Kazimir examined the exotic matter intrusions stretching out from Earth away to the stars, seeing them subjected to enormous interference that was causing them to constrict. Even though he knew the incursion must originate within the Swarm, his manifested sensor functions couldn’t track down its nature.
The Accelerator Faction ship carrying the inversion core went FTL, streaking across the solar system directly away from Kazimir at seventy-eight light-years an hour. His energy signature flashed after it. Enormously powerful exotic energy manipulation functions manifested, but he still couldn’t reach through its force field to disable the drive. He began to manifest some functions that would disrupt the quantum fields around the ship, which would force it out of hyperspace. The ship passed through the Swarm’s orbit. Kazimir was less than two seconds behind. It was too late. The force fields surrounding the Swarm components expanded at hyperluminal speed.
Kazimir’s energy signature struck an impermeable barrier that cut clean across spacetime and hyperspace. He couldn’t get through.
– -
The ship dropped out of hyperspace a light-minute beyond the force field. To the hyperspace sensors, a vast blank shield had sprung up behind them. Its curvature revealed a radius of forty AUs. There was no hint of stress or distortion anywhere on its surface. Whatever Kazimir was armed with was unable to cut through. Neskia brought the ship’s visual sensor data into her exovision, watching the image keenly as a timer counted down. After one minute, the high-magnitude star that was the Sun vanished, along with the stars across that half of space.

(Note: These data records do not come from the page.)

//! Handlers for the `/requests` resource: the deletion-request lifecycle
//! and its step checklist.

use axum::extract::{Path, State};
use axum::http::StatusCode;
use axum::Json;
use serde::Deserialize;
use slettmeg_core::error::CoreError;
use slettmeg_core::lifecycle::{platform_status_for, status_for_step_count};
use slettmeg_core::status::{PlatformStatus, RequestStatus, RequestType};
use slettmeg_core::steps::generate_steps;
use slettmeg_core::types::DbId;
use slettmeg_db::models::request::{
    CreateDeletionRequest, DeletionRequest, DeletionRequestDetail, DeletionRequestWithPlatform,
    UpdateDeletionRequest,
};
use slettmeg_db::repositories::{PlatformRepo, RequestRepo, StepRepo, UserPlatformRepo};

use crate::error::{AppError, AppResult};
use crate::middleware::auth::AuthUser;
use crate::response::DataResponse;
use crate::state::AppState;

// ---------------------------------------------------------------------------
// Request types
// ---------------------------------------------------------------------------

/// Request body for `POST /requests`.
#[derive(Debug, Deserialize)]
pub struct CreateRequestBody {
    pub platform_id: DbId,
    #[serde(default = "default_request_type")]
    pub request_type: RequestType,
    pub message: Option<String>,
}

fn default_request_type() -> RequestType {
    RequestType::AccountDeletion
}

// ---------------------------------------------------------------------------
// Handlers
// ---------------------------------------------------------------------------

/// GET /api/v1/requests
///
/// List the authenticated user's requests, newest first, with platform
/// display fields joined in.
pub async fn list_requests(
    State(state): State<AppState>,
    auth_user: AuthUser,
) -> AppResult<Json<DataResponse<Vec<DeletionRequestWithPlatform>>>> {
    let requests = RequestRepo::list_for_user(&state.pool, auth_user.user_id).await?;
    Ok(Json(DataResponse { data: requests }))
}

/// POST /api/v1/requests
///
/// Open a deletion request against a platform and seed its step
/// checklist. A user can have at most one open request per platform;
/// completed or rejected requests do not block starting over.
pub async fn create_request(
    State(state): State<AppState>,
    auth_user: AuthUser,
    Json(input): Json<CreateRequestBody>,
) -> AppResult<(StatusCode, Json<DataResponse<DeletionRequestDetail>>)> {
    // 1. The platform must exist.
    let platform = PlatformRepo::find_by_id(&state.pool, input.platform_id)
        .await?
        .ok_or(AppError::Core(CoreError::NotFound {
            entity: "Platform",
            id: input.platform_id,
        }))?;

    // 2. Reject a second open request for the same platform.
    if RequestRepo::has_open_request(&state.pool, auth_user.user_id, platform.id).await? {
        return Err(AppError::Core(CoreError::Conflict(format!(
            "An open request for {} already exists",
            platform.name
        ))));
    }

    // 3. Create the request and seed its checklist from the platform's
    //    step template (curated for well-known platforms, generic otherwise).
    let request = RequestRepo::create(
        &state.pool,
        &CreateDeletionRequest {
            user_id: auth_user.user_id,
            platform_id: platform.id,
            request_type: input.request_type,
            message: input.message,
        },
    )
    .await?;

    let templates = generate_steps(&platform.slug, &platform.name);
    let steps = StepRepo::insert_templates(&state.pool, request.id, &templates).await?;

    // 4. An open request shows the platform as in progress on the dashboard.
    UserPlatformRepo::set_status_for_platform(
        &state.pool,
        auth_user.user_id,
        platform.id,
        PlatformStatus::InProgress,
    )
    .await?;

    Ok((
        StatusCode::CREATED,
        Json(DataResponse {
            data: DeletionRequestDetail { request, steps },
        }),
    ))
}

/// GET /api/v1/requests/{id}
pub async fn get_request(
    State(state): State<AppState>,
    auth_user: AuthUser,
    Path(id): Path<DbId>,
) -> AppResult<Json<DataResponse<DeletionRequestDetail>>> {
    let request = find_request(&state, id, auth_user.user_id).await?;
    let steps = StepRepo::list_for_request(&state.pool, request.id).await?;
    Ok(Json(DataResponse {
        data: DeletionRequestDetail { request, steps },
    }))
}

/// PATCH /api/v1/requests/{id}
///
/// Update status, the user's message, and/or the platform's response.
/// Timestamp stamping (`submitted_at`, `completed_at`) happens in the
/// repository, atomically with the write.
pub async fn update_request(
    State(state): State<AppState>,
    auth_user: AuthUser,
    Path(id): Path<DbId>,
    Json(input): Json<UpdateDeletionRequest>,
) -> AppResult<Json<DataResponse<DeletionRequest>>> {
    let status_changed = input.status.is_some();
    let request = RequestRepo::update(&state.pool, id, auth_user.user_id, &input)
        .await?
        .ok_or(AppError::Core(CoreError::NotFound {
            entity: "Request",
            id,
        }))?;

    if status_changed {
        sync_platform_status(&state, &request).await?;
    }

    Ok(Json(DataResponse { data: request }))
}

/// DELETE /api/v1/requests/{id}
///
/// Remove a request and its steps, and reset the platform's dashboard
/// status to `not_started`. Returns 204 No Content.
pub async fn delete_request(
    State(state): State<AppState>,
    auth_user: AuthUser,
    Path(id): Path<DbId>,
) -> AppResult<StatusCode> {
    let request = find_request(&state, id, auth_user.user_id).await?;

    RequestRepo::delete(&state.pool, request.id, auth_user.user_id).await?;

    UserPlatformRepo::set_status_for_platform(
        &state.pool,
        auth_user.user_id,
        request.platform_id,
        PlatformStatus::NotStarted,
    )
    .await?;

    Ok(StatusCode::NO_CONTENT)
}

/// POST /api/v1/requests/{id}/complete
///
/// Mark the whole request done: every remaining step is completed and
/// the request moves to `completed` in one go.
pub async fn complete_request(
    State(state): State<AppState>,
    auth_user: AuthUser,
    Path(id): Path<DbId>,
) -> AppResult<Json<DataResponse<DeletionRequestDetail>>> {
    let request = find_request(&state, id, auth_user.user_id).await?;

    StepRepo::complete_all(&state.pool, request.id).await?;

    let request = RequestRepo::update(
        &state.pool,
        request.id,
        auth_user.user_id,
        &UpdateDeletionRequest {
            status: Some(RequestStatus::Completed),
            message: None,
            response: None,
        },
    )
    .await?
    .ok_or(AppError::Core(CoreError::NotFound {
        entity: "Request",
        id,
    }))?;

    sync_platform_status(&state, &request).await?;

    let steps = StepRepo::list_for_request(&state.pool, request.id).await?;
    Ok(Json(DataResponse {
        data: DeletionRequestDetail { request, steps },
    }))
}

/// POST /api/v1/requests/{id}/steps/{step_id}/complete
pub async fn complete_step(
    State(state): State<AppState>,
    auth_user: AuthUser,
    Path((id, step_id)): Path<(DbId, DbId)>,
) -> AppResult<Json<DataResponse<DeletionRequestDetail>>> {
    set_step_completed(state, auth_user, id, step_id, true).await
}

/// POST /api/v1/requests/{id}/steps/{step_id}/uncomplete
pub async fn uncomplete_step(
    State(state): State<AppState>,
    auth_user: AuthUser,
    Path((id, step_id)): Path<(DbId, DbId)>,
) -> AppResult<Json<DataResponse<DeletionRequestDetail>>> {
    set_step_completed(state, auth_user, id, step_id, false).await
}

// ---------------------------------------------------------------------------
// Helpers
// ---------------------------------------------------------------------------

async fn find_request(
    state: &AppState,
    id: DbId,
    user_id: DbId,
) -> AppResult<DeletionRequest> {
    RequestRepo::find_for_user(&state.pool, id, user_id)
        .await?
        .ok_or(AppError::Core(CoreError::NotFound {
            entity: "Request",
            id,
        }))
}

/// Push the request's status into the per-user platform cache.
async fn sync_platform_status(state: &AppState, request: &DeletionRequest) -> AppResult<()> {
    UserPlatformRepo::set_status_for_platform(
        &state.pool,
        request.user_id,
        request.platform_id,
        platform_status_for(request.status),
    )
    .await?;
    Ok(())
}

/// Toggle one step and recompute the request status from step progress.
///
/// A manually-set terminal status (`rejected`) is left alone; otherwise
/// the status follows the checklist: no steps done is `pending`, some
/// done is `in_progress`, all done is `completed`.
async fn set_step_completed(
    state: AppState,
    auth_user: AuthUser,
    id: DbId,
    step_id: DbId,
    completed: bool,
) -> AppResult<Json<DataResponse<DeletionRequestDetail>>> {
    // 1. Ownership check before touching steps.
    let request = find_request(&state, id, auth_user.user_id).await?;

    // 2. Toggle the step.
    StepRepo::set_completed(&state.pool, request.id, step_id, completed)
        .await?
        .ok_or(AppError::Core(CoreError::NotFound {
            entity: "Step",
            id: step_id,
        }))?;

    // 3. Derive the request status from progress.
    let (done, total) = StepRepo::progress(&state.pool, request.id).await?;
    let request = if request.status == RequestStatus::Rejected {
        request
    } else {
        let next = status_for_step_count(done as usize, total as usize);
        RequestRepo::update(
            &state.pool,
            request.id,
            auth_user.user_id,
            &UpdateDeletionRequest {
                status: Some(next),
                message: None,
                response: None,
            },
        )
        .await?
        .ok_or(AppError::Core(CoreError::NotFound {
            entity: "Request",
            id,
        }))?
    };

    sync_platform_status(&state, &request).await?;

    let steps = StepRepo::list_for_request(&state.pool, request.id).await?;
    Ok(Json(DataResponse {
        data: DeletionRequestDetail { request, steps },
    }))
}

“No sign of it breaking through,” Neskia said. “I think we’re safe.”
“Very clever, that deterrence fleet,” Ilanthe said. “An interstitial energy signature that can extrude into spacetime. The ship wouldn’t have stood a chance in a straight firefight. ANA was more advanced than we’d realized.”
“Even more reason for us to leave it behind,” Neskia said dismissively. “It had so much potential and wasted it.”
“Quite.”
“Where are we going?”
“Ellezelin. I trust our agents are close to recovering Araminta.”
“They are.”
The ship slipped back into hyperspace, heading away at a modest fifty-five light-years an hour. Behind it, the somber sphere imprisoning the Sol system refracted the gentle starlight impinging on its boundary with a cold shimmer reminiscent of a deep forest lake, guarding its contents in perfect isolated darkness.